(Stored data entries)
---------------

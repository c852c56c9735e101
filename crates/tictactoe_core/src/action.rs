//! First-class intents and the pure transition function.
//!
//! Intents are domain events, not side effects. [`reduce`] maps a state and
//! an intent to the next state without touching anything else, so every rule
//! about which moves count can be tested without a store or a view.

use crate::{GameState, Position, rules};
use serde::{Deserialize, Serialize};
use tracing::instrument;

/// A user action submitted to the game.
#[derive(Debug, Clone, Copy, PartialEq, Eq, Hash, Serialize, Deserialize)]
pub enum Intent {
    /// Place the current player's mark on a cell.
    Select(Position),
    /// Replace the whole state with the initial one.
    Restart,
}

impl std::fmt::Display for Intent {
    fn fmt(&self, f: &mut std::fmt::Formatter<'_>) -> std::fmt::Result {
        match self {
            Intent::Select(pos) => write!(f, "select {}", pos.label()),
            Intent::Restart => write!(f, "restart"),
        }
    }
}

/// Why a select intent left the state unchanged.
#[derive(Debug, Clone, Copy, PartialEq, Eq, Hash, Serialize, Deserialize, derive_more::Display)]
pub enum Rejection {
    /// The square at the position is already occupied.
    #[display("Square {} is already occupied", _0)]
    Occupied(Position),

    /// A line is already complete.
    #[display("Game is already over")]
    GameOver,
}

/// Result of applying an intent.
#[derive(Debug, Clone, Copy, PartialEq, Eq, Hash, Serialize, Deserialize)]
pub enum Outcome {
    /// The state was replaced and published.
    Accepted,
    /// The state is unchanged.
    Rejected(Rejection),
}

impl Outcome {
    /// True for [`Outcome::Accepted`].
    pub fn is_accepted(&self) -> bool {
        matches!(self, Outcome::Accepted)
    }
}

/// Checks whether `pos` may be played on `state`.
pub fn check_select(state: &GameState, pos: Position) -> Result<(), Rejection> {
    if rules::winner(state.board()).is_some() {
        return Err(Rejection::GameOver);
    }
    if !state.board().is_empty(pos) {
        return Err(Rejection::Occupied(pos));
    }
    Ok(())
}

/// Applies `intent` to `state`, returning the next state and what happened.
///
/// A rejected select returns `state` itself. Restart always succeeds.
#[instrument(level = "debug", skip(state), fields(to_move = %state.to_move()))]
pub fn reduce(state: GameState, intent: Intent) -> (GameState, Outcome) {
    match intent {
        Intent::Select(pos) => match check_select(&state, pos) {
            Ok(()) => {
                let mut next = state;
                next.place(pos);
                (next, Outcome::Accepted)
            }
            Err(rejection) => (state, Outcome::Rejected(rejection)),
        },
        Intent::Restart => (GameState::new(), Outcome::Accepted),
    }
}

/// Folds `intents` over the initial state.
pub fn replay<I>(intents: I) -> (GameState, Vec<Outcome>)
where
    I: IntoIterator<Item = Intent>,
{
    intents
        .into_iter()
        .fold((GameState::new(), Vec::new()), |(state, mut outcomes), intent| {
            let (next, outcome) = reduce(state, intent);
            outcomes.push(outcome);
            (next, outcomes)
        })
}
//! tictactoe - terminal tic-tac-toe for two local players.

use anyhow::{Context, Result};
use clap::Parser;
use tictactoe::{Cli, Command, GameConfig, run_moves, tui};
use tictactoe_core::StoreHandle;
use tracing::{debug, info};
use tracing_subscriber::EnvFilter;

fn main() -> Result<()> {
    // Load .env file
    dotenvy::dotenv().ok();

    let cli = Cli::parse();

    let mut config = GameConfig::load_or_default(&cli.config)
        .with_context(|| format!("Failed to load {}", cli.config.display()))?;
    if let Some(locale) = cli.locale {
        config = config.with_locale(locale);
    }

    match cli.command {
        Command::Tui => run_tui(&config),
        Command::Play { moves, json } => run_play(&config, &moves, json),
    }
}

/// Run the interactive terminal game
fn run_tui(config: &GameConfig) -> Result<()> {
    // Log to file so tracing output does not corrupt the screen
    let log_file = std::fs::File::create(config.log_file())
        .with_context(|| format!("Failed to create {}", config.log_file().display()))?;
    tracing_subscriber::fmt()
        .with_env_filter(env_filter(config)?)
        .with_writer(std::sync::Arc::new(log_file))
        .with_ansi(false)
        .init();

    let store = StoreHandle::new();
    store.subscribe(|state| debug!(?state, "Snapshot published"))?;
    tui::run_tui(store, config)
}

/// Replay a move list and print the outcome
fn run_play(config: &GameConfig, moves: &[usize], json: bool) -> Result<()> {
    tracing_subscriber::fmt()
        .with_env_filter(env_filter(config)?)
        .with_writer(std::io::stderr)
        .init();

    info!(count = moves.len(), "Replaying moves");
    let store = StoreHandle::new();
    let report = run_moves(&store, moves, *config.locale())?;

    if json {
        println!("{}", serde_json::to_string_pretty(&report)?);
    } else {
        println!("{}", report.render_text());
    }
    Ok(())
}

/// `RUST_LOG` wins; otherwise the config's `log_filter`, which must parse.
fn env_filter(config: &GameConfig) -> Result<EnvFilter> {
    match EnvFilter::try_from_default_env() {
        Ok(filter) => Ok(filter),
        Err(_) => config.env_filter().context("Invalid log_filter"),
    }
}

---------------

→ YOUR GOAL
Please copy out every entry word for word.

→ ANSWER SPACE
repository c852c56c9735e101
filename crates/tictactoe_core/src/action.rs
//! First-class intents and the pure transition function.
//!
//! Intents are domain events, not side effects. [`reduce`] maps a state and
//! an intent to the next state without touching anything else, so every rule
//! about which moves count can be tested without a store or a view.

use crate::{GameState, Position, rules};
use serde::{Deserialize, Serialize};
use tracing::instrument;

/// A user action submitted to the game.
#[derive(Debug, Clone, Copy, PartialEq, Eq, Hash, Serialize, Deserialize)]
pub enum Intent {
    /// Place the current player's mark on a cell.
    Select(Position),
    /// Replace the whole state with the initial one.
    Restart,
}

impl std::fmt::Display for Intent {
    fn fmt(&self, f: &mut std::fmt::Formatter<'_>) -> std::fmt::Result {
        match self {
            Intent::Select(pos) => write!(f, "select {}", pos.label()),
            Intent::Restart => write!(f, "restart"),
        }
    }
}

/// Why a select intent left the state unchanged.
#[derive(Debug, Clone, Copy, PartialEq, Eq, Hash, Serialize, Deserialize, derive_more::Display)]
pub enum Rejection {
    /// The square at the position is already occupied.
    #[display("Square {} is already occupied", _0)]
    Occupied(Position),

    /// A line is already complete.
    #[display("Game is already over")]
    GameOver,
}

/// Result of applying an intent.
#[derive(Debug, Clone, Copy, PartialEq, Eq, Hash, Serialize, Deserialize)]
pub enum Outcome {
    /// The state was replaced and published.
    Accepted,
    /// The state is unchanged.
    Rejected(Rejection),
}

impl Outcome {
    /// True for [`Outcome::Accepted`].
    pub fn is_accepted(&self) -> bool {
        matches!(self, Outcome::Accepted)
    }
}

/// Checks whether `pos` may be played on `state`.
pub fn check_select(state: &GameState, pos: Position) -> Result<(), Rejection> {
    if rules::winner(state.board()).is_some() {
        return Err(Rejection::GameOver);
    }
    if !state.board().is_empty(pos) {
        return Err(Rejection::Occupied(pos));
    }
    Ok(())
}

/// Applies `intent` to `state`, returning the next state and what happened.
///
/// A rejected select returns `state` itself. Restart always succeeds.
#[instrument(level = "debug", skip(state), fields(to_move = %state.to_move()))]
pub fn reduce(state: GameState, intent: Intent) -> (GameState, Outcome) {
    match intent {
        Intent::Select(pos) => match check_select(&state, pos) {
            Ok(()) => {
                let mut next = state;
                next.place(pos);
                (next, Outcome::Accepted)
            }
            Err(rejection) => (state, Outcome::Rejected(rejection)),
        },
        Intent::Restart => (GameState::new(), Outcome::Accepted),
    }
}

/// Folds `intents` over the initial state.
pub fn replay<I>(intents: I) -> (GameState, Vec<Outcome>)
where
    I: IntoIterator<Item = Intent>,
{
    intents
        .into_iter()
        .fold((GameState::new(), Vec::new()), |(state, mut outcomes), intent| {
            let (next, outcome) = reduce(state, intent);
            outcomes.push(outcome);
            (next, outcomes)
        })
}
//! tictactoe - terminal tic-tac-toe for two local players.

use anyhow::{Context, Result};
use clap::Parser;
use tictactoe::{Cli, Command, GameConfig, run_moves, tui};
use tictactoe_core::StoreHandle;
use tracing::{debug, info};
use tracing_subscriber::EnvFilter;

fn main() -> Result<()> {
    // Load .env file
    dotenvy::dotenv().ok();

    let cli = Cli::parse();

    let mut config = GameConfig::load_or_default(&cli.config)
        .with_context(|| format!("Failed to load {}", cli.config.display()))?;
    if let Some(locale) = cli.locale {
        config = config.with_locale(locale);
    }

    match cli.command {
        Command::Tui => run_tui(&config),
        Command::Play { moves, json } => run_play(&config, &moves, json),
    }
}

/// Run the interactive terminal game
fn run_tui(config: &GameConfig) -> Result<()> {
    // Log to file so tracing output does not corrupt the screen
    let log_file = std::fs::File::create(config.log_file())
        .with_context(|| format!("Failed to create {}", config.log_file().display()))?;
    tracing_subscriber::fmt()
        .with_env_filter(env_filter(config)?)
        .with_writer(std::sync::Arc::new(log_file))
        .with_ansi(false)
        .init();

    let store = StoreHandle::new();
    store.subscribe(|state| debug!(?state, "Snapshot published"))?;
    tui::run_tui(store, config)
}

/// Replay a move list and print the outcome
fn run_play(config: &GameConfig, moves: &[usize], json: bool) -> Result<()> {
    tracing_subscriber::fmt()
        .with_env_filter(env_filter(config)?)
        .with_writer(std::io::stderr)
        .init();

    info!(count = moves.len(), "Replaying moves");
    let store = StoreHandle::new();
    let report = run_moves(&store, moves, *config.locale())?;

    if json {
        println!("{}", serde_json::to_string_pretty(&report)?);
    } else {
        println!("{}", report.render_text());
    }
    Ok(())
}

/// `RUST_LOG` wins; otherwise the config's `log_filter`, which must parse.
fn env_filter(config: &GameConfig) -> Result<EnvFilter> {
    match EnvFilter::try_from_default_env() {
        Ok(filter) => Ok(filter),
        Err(_) => config.env_filter().context("Invalid log_filter"),
    }
}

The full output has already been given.